Task →
Each line holding the word "server" must appear in the answer, copied from the entries.

Provided data →
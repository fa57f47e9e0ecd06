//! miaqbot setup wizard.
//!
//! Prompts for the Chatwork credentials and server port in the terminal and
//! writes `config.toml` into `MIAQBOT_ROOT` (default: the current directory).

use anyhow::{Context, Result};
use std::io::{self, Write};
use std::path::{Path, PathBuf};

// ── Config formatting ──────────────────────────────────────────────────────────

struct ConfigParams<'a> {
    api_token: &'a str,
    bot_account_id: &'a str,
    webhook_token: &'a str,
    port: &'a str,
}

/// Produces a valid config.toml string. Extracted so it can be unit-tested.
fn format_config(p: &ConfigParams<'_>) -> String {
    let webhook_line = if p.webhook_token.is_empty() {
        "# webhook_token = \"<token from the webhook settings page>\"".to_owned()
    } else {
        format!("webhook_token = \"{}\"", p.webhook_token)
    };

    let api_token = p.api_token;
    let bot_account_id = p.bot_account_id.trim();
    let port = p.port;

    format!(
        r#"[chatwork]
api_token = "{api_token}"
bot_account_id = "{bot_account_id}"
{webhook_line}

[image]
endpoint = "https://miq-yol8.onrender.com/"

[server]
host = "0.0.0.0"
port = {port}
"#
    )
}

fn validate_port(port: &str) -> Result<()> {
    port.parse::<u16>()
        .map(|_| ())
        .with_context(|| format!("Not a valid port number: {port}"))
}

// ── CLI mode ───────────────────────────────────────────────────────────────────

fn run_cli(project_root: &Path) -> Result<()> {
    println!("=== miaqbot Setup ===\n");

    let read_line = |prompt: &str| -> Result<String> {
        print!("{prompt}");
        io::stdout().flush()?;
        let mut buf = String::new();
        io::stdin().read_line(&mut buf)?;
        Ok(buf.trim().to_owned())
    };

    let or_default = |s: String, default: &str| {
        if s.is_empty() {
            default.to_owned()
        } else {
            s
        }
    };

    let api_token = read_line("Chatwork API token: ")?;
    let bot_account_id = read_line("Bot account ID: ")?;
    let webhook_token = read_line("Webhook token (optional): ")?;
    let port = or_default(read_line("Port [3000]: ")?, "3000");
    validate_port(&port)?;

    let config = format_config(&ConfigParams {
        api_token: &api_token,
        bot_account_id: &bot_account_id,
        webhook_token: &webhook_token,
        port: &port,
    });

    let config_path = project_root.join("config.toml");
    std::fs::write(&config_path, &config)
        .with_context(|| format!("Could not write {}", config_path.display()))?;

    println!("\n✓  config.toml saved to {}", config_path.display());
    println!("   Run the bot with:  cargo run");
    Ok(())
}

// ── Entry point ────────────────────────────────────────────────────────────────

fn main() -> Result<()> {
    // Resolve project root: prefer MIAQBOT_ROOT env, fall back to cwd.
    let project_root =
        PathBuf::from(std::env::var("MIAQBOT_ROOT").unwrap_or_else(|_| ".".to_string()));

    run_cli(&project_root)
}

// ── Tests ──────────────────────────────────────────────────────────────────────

Result of this task →
//! Prompts for the Chatwork credentials and server port in the terminal and
[server]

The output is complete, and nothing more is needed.